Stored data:
"""

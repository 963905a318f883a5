//! Types that mirror the agent's JSON schema.

use chrono::{DateTime, Utc};
use serde::Deserialize;

#[derive(Debug, Deserialize, Clone, Default, PartialEq)]
#[serde(default)]
pub struct CpuMetrics {
    pub current_load_pct: f64,
    pub per_core_load_pct: Vec<f64>,
    pub temperature_c: Option<f64>,
}

#[derive(Debug, Deserialize, Clone, Default, PartialEq)]
#[serde(default)]
pub struct MemoryMetrics {
    pub total_bytes: u64,
    pub used_bytes: u64,
    pub free_bytes: u64,
    pub active_bytes: u64,
    pub available_bytes: u64,
    pub swap_total_bytes: u64,
    pub swap_used_bytes: u64,
    pub used_pct: f64,
}

#[derive(Debug, Deserialize, Clone, Default, PartialEq)]
#[serde(default)]
pub struct DiskUsage {
    pub label: String,
    pub fs: String,
    pub fs_type: String,
    pub mount: String,
    pub size_bytes: u64,
    pub used_bytes: u64,
    pub available_bytes: u64,
    pub used_pct: f64,
}

#[derive(Debug, Deserialize, Clone, Default, PartialEq)]
#[serde(default)]
pub struct DiskIo {
    pub read_bytes_per_sec: f64,
    pub write_bytes_per_sec: f64,
    pub total_read_bytes: u64,
    pub total_write_bytes: u64,
}

#[derive(Debug, Deserialize, Clone, Default, PartialEq)]
#[serde(default)]
pub struct NetworkInterface {
    pub interface: String,
    pub rx_bytes_per_sec: f64,
    pub tx_bytes_per_sec: f64,
    pub rx_bytes_total: u64,
    pub tx_bytes_total: u64,
}

#[derive(Debug, Deserialize, Clone, Default, PartialEq)]
#[serde(default)]
pub struct ProcessEntry {
    pub name: String,
    pub pid: u32,
    pub cpu_pct: f64,
    pub mem_pct: f64,
    pub command: String,
}

#[derive(Debug, Deserialize, Clone, Default, PartialEq)]
#[serde(default)]
pub struct GpuController {
    pub vendor: String,
    pub model: String,
    pub vram_mb: Option<u64>,
    pub temperature_c: Option<f64>,
    pub utilization_pct: Option<f64>,
    pub memory_used_mb: Option<u64>,
    pub memory_total_mb: Option<u64>,
}

#[derive(Debug, Deserialize, Clone, PartialEq)]
pub struct MetricsSnapshot {
    pub timestamp: DateTime<Utc>,
    #[serde(default)]
    pub cpu: CpuMetrics,
    #[serde(default)]
    pub memory: MemoryMetrics,
    #[serde(default)]
    pub disk: Vec<DiskUsage>,
    #[serde(default)]
    pub disk_io: DiskIo,
    #[serde(default)]
    pub network: Vec<NetworkInterface>,
    #[serde(default)]
    pub processes: Vec<ProcessEntry>,
    #[serde(default)]
    pub gpu: Vec<GpuController>,
}

impl MetricsSnapshot {
    /// Download rate summed over every reported interface.
    pub fn rx_bytes_per_sec(&self) -> f64 {
        self.network.iter().map(|n| n.rx_bytes_per_sec).sum()
    }

    pub fn tx_bytes_per_sec(&self) -> f64 {
        self.network.iter().map(|n| n.tx_bytes_per_sec).sum()
    }
}

#[derive(Debug, Deserialize, Clone, Default, PartialEq)]
#[serde(default)]
pub struct CpuIdentity {
    pub manufacturer: String,
    pub brand: String,
    pub cores: usize,
    pub physical_cores: usize,
    pub speed_ghz: f64,
}

#[derive(Debug, Deserialize, Clone, Default, PartialEq)]
#[serde(default)]
pub struct SystemIdentity {
    pub manufacturer: String,
    pub model: String,
}

#[derive(Debug, Deserialize, Clone, Default, PartialEq)]
#[serde(default)]
pub struct OsIdentity {
    pub platform: String,
    pub distro: String,
    pub release: String,
    pub arch: String,
    pub hostname: String,
}

#[derive(Debug, Deserialize, Clone, Default, PartialEq)]
#[serde(default)]
pub struct GraphicsIdentity {
    pub vendor: String,
    pub model: String,
    pub vram_mb: Option<u64>,
}

#[derive(Debug, Deserialize, Clone, Default, PartialEq)]
#[serde(default)]
pub struct SystemDescription {
    pub cpu: CpuIdentity,
    pub system: SystemIdentity,
    pub os: OsIdentity,
    pub graphics: Vec<GraphicsIdentity>,
}

/// Events pushed by the agent, framed as `{"event": ..., "data": ...}`.
#[derive(Debug, Deserialize, Clone, PartialEq)]
#[serde(tag = "event", content = "data", rename_all = "snake_case")]
pub enum ServerEvent {
    SystemInfo(SystemDescription),
    Metrics(Box<MetricsSnapshot>),
    MetricsError { message: String },
}

#[cfg(test)]
mod tests {
    use super::*;

    #[test]
    fn decodes_metrics_event_with_missing_sections() {
        let json = r#"{"event":"metrics","data":{"timestamp":"2024-05-01T10:00:00Z",
            "cpu":{"current_load_pct":12.5,"per_core_load_pct":[10.0,15.0],"temperature_c":null},
            "network":[{"interface":"eth0","rx_bytes_per_sec":100.0,"tx_bytes_per_sec":50.0,
                        "rx_bytes_total":1,"tx_bytes_total":2},
                       {"interface":"wlan0","rx_bytes_per_sec":20.0,"tx_bytes_per_sec":5.0,
                        "rx_bytes_total":1,"tx_bytes_total":2}]}}"#;
        let ev: ServerEvent = serde_json::from_str(json).unwrap();
        let ServerEvent::Metrics(m) = ev else {
            panic!("expected metrics");
        };
        assert_eq!(m.cpu.per_core_load_pct.len(), 2);
        assert!(m.cpu.temperature_c.is_none());
        assert!(m.disk.is_empty());
        assert_eq!(m.rx_bytes_per_sec(), 120.0);
        assert_eq!(m.tx_bytes_per_sec(), 55.0);
    }

    #[test]
    fn decodes_error_and_system_info() {
        let ev: ServerEvent =
            serde_json::from_str(r#"{"event":"metrics_error","data":{"message":"boom"}}"#).unwrap();
        assert_eq!(ev, ServerEvent::MetricsError { message: "boom".into() });

        let ev: ServerEvent = serde_json::from_str(
            r#"{"event":"system_info","data":{"os":{"hostname":"box","distro":"Debian"}}}"#,
        )
        .unwrap();
        match ev {
            ServerEvent::SystemInfo(d) => {
                assert_eq!(d.os.hostname, "box");
                assert!(d.graphics.is_empty());
            }
            other => panic!("unexpected {other:?}"),
        }
    }
}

"""

◆ What to do
All of the data is to be written out again, word for word.

◆ Solved problem
repository 963905a318f883a5
//! Types that mirror the agent's JSON schema.

use chrono::{DateTime, Utc};
use serde::Deserialize;

#[derive(Debug, Deserialize, Clone, Default, PartialEq)]
#[serde(default)]
pub struct CpuMetrics {
    pub current_load_pct: f64,
    pub per_core_load_pct: Vec<f64>,
    pub temperature_c: Option<f64>,
}

#[derive(Debug, Deserialize, Clone, Default, PartialEq)]
#[serde(default)]
pub struct MemoryMetrics {
    pub total_bytes: u64,
    pub used_bytes: u64,
    pub free_bytes: u64,
    pub active_bytes: u64,
    pub available_bytes: u64,
    pub swap_total_bytes: u64,
    pub swap_used_bytes: u64,
    pub used_pct: f64,
}

#[derive(Debug, Deserialize, Clone, Default, PartialEq)]
#[serde(default)]
pub struct DiskUsage {
    pub label: String,
    pub fs: String,
    pub fs_type: String,
    pub mount: String,
    pub size_bytes: u64,
    pub used_bytes: u64,
    pub available_bytes: u64,
    pub used_pct: f64,
}

#[derive(Debug, Deserialize, Clone, Default, PartialEq)]
#[serde(default)]
pub struct DiskIo {
    pub read_bytes_per_sec: f64,
    pub write_bytes_per_sec: f64,
    pub total_read_bytes: u64,
    pub total_write_bytes: u64,
}

#[derive(Debug, Deserialize, Clone, Default, PartialEq)]
#[serde(default)]
pub struct NetworkInterface {
    pub interface: String,
    pub rx_bytes_per_sec: f64,
    pub tx_bytes_per_sec: f64,
    pub rx_bytes_total: u64,
    pub tx_bytes_total: u64,
}

#[derive(Debug, Deserialize, Clone, Default, PartialEq)]
#[serde(default)]
pub struct ProcessEntry {
    pub name: String,
    pub pid: u32,
    pub cpu_pct: f64,
    pub mem_pct: f64,
    pub command: String,
}

#[derive(Debug, Deserialize, Clone, Default, PartialEq)]
#[serde(default)]
pub struct GpuController {
    pub vendor: String,
    pub model: String,
    pub vram_mb: Option<u64>,
    pub temperature_c: Option<f64>,
    pub utilization_pct: Option<f64>,
    pub memory_used_mb: Option<u64>,
    pub memory_total_mb: Option<u64>,
}

#[derive(Debug, Deserialize, Clone, PartialEq)]
pub struct MetricsSnapshot {
    pub timestamp: DateTime<Utc>,
    #[serde(default)]
    pub cpu: CpuMetrics,
    #[serde(default)]
    pub memory: MemoryMetrics,
    #[serde(default)]
    pub disk: Vec<DiskUsage>,
    #[serde(default)]
    pub disk_io: DiskIo,
    #[serde(default)]
    pub network: Vec<NetworkInterface>,
    #[serde(default)]
    pub processes: Vec<ProcessEntry>,
    #[serde(default)]
    pub gpu: Vec<GpuController>,
}

impl MetricsSnapshot {
    /// Download rate summed over every reported interface.
    pub fn rx_bytes_per_sec(&self) -> f64 {
        self.network.iter().map(|n| n.rx_bytes_per_sec).sum()
    }

    pub fn tx_bytes_per_sec(&self) -> f64 {
        self.network.iter().map(|n| n.tx_bytes_per_sec).sum()
    }
}

#[derive(Debug, Deserialize, Clone, Default, PartialEq)]
#[serde(default)]
pub struct CpuIdentity {
    pub manufacturer: String,
    pub brand: String,
    pub cores: usize,
    pub physical_cores: usize,
    pub speed_ghz: f64,
}

#[derive(Debug, Deserialize, Clone, Default, PartialEq)]
#[serde(default)]
pub struct SystemIdentity {
    pub manufacturer: String,
    pub model: String,
}

#[derive(Debug, Deserialize, Clone, Default, PartialEq)]
#[serde(default)]
pub struct OsIdentity {
    pub platform: String,
    pub distro: String,
    pub release: String,
    pub arch: String,
    pub hostname: String,
}

#[derive(Debug, Deserialize, Clone, Default, PartialEq)]
#[serde(default)]
pub struct GraphicsIdentity {
    pub vendor: String,
    pub model: String,
    pub vram_mb: Option<u64>,
}

#[derive(Debug, Deserialize, Clone, Default, PartialEq)]
#[serde(default)]
pub struct SystemDescription {
    pub cpu: CpuIdentity,
    pub system: SystemIdentity,
    pub os: OsIdentity,
    pub graphics: Vec<GraphicsIdentity>,
}

/// Events pushed by the agent, framed as `{"event": ..., "data": ...}`.
#[derive(Debug, Deserialize, Clone, PartialEq)]
#[serde(tag = "event", content = "data", rename_all = "snake_case")]
pub enum ServerEvent {
    SystemInfo(SystemDescription),
    Metrics(Box<MetricsSnapshot>),
    MetricsError { message: String },
}

#[cfg(test)]
mod tests {
    use super::*;

    #[test]
    fn decodes_metrics_event_with_missing_sections() {
        let json = r#"{"event":"metrics","data":{"timestamp":"2024-05-01T10:00:00Z",
            "cpu":{"current_load_pct":12.5,"per_core_load_pct":[10.0,15.0],"temperature_c":null},
            "network":[{"interface":"eth0","rx_bytes_per_sec":100.0,"tx_bytes_per_sec":50.0,
                        "rx_bytes_total":1,"tx_bytes_total":2},
                       {"interface":"wlan0","rx_bytes_per_sec":20.0,"tx_bytes_per_sec":5.0,
                        "rx_bytes_total":1,"tx_bytes_total":2}]}}"#;
        let ev: ServerEvent = serde_json::from_str(json).unwrap();
        let ServerEvent::Metrics(m) = ev else {
            panic!("expected metrics");
        };
        assert_eq!(m.cpu.per_core_load_pct.len(), 2);
        assert!(m.cpu.temperature_c.is_none());
        assert!(m.disk.is_empty());
        assert_eq!(m.rx_bytes_per_sec(), 120.0);
        assert_eq!(m.tx_bytes_per_sec(), 55.0);
    }

    #[test]
    fn decodes_error_and_system_info() {
        let ev: ServerEvent =
            serde_json::from_str(r#"{"event":"metrics_error","data":{"message":"boom"}}"#).unwrap();
        assert_eq!(ev, ServerEvent::MetricsError { message: "boom".into() });

        let ev: ServerEvent = serde_json::from_str(
            r#"{"event":"system_info","data":{"os":{"hostname":"box","distro":"Debian"}}}"#,
        )
        .unwrap();
        match ev {
            ServerEvent::SystemInfo(d) => {
                assert_eq!(d.os.hostname, "box");
                assert!(d.graphics.is_empty());
            }
            other => panic!("unexpected {other:?}"),
        }
    }
}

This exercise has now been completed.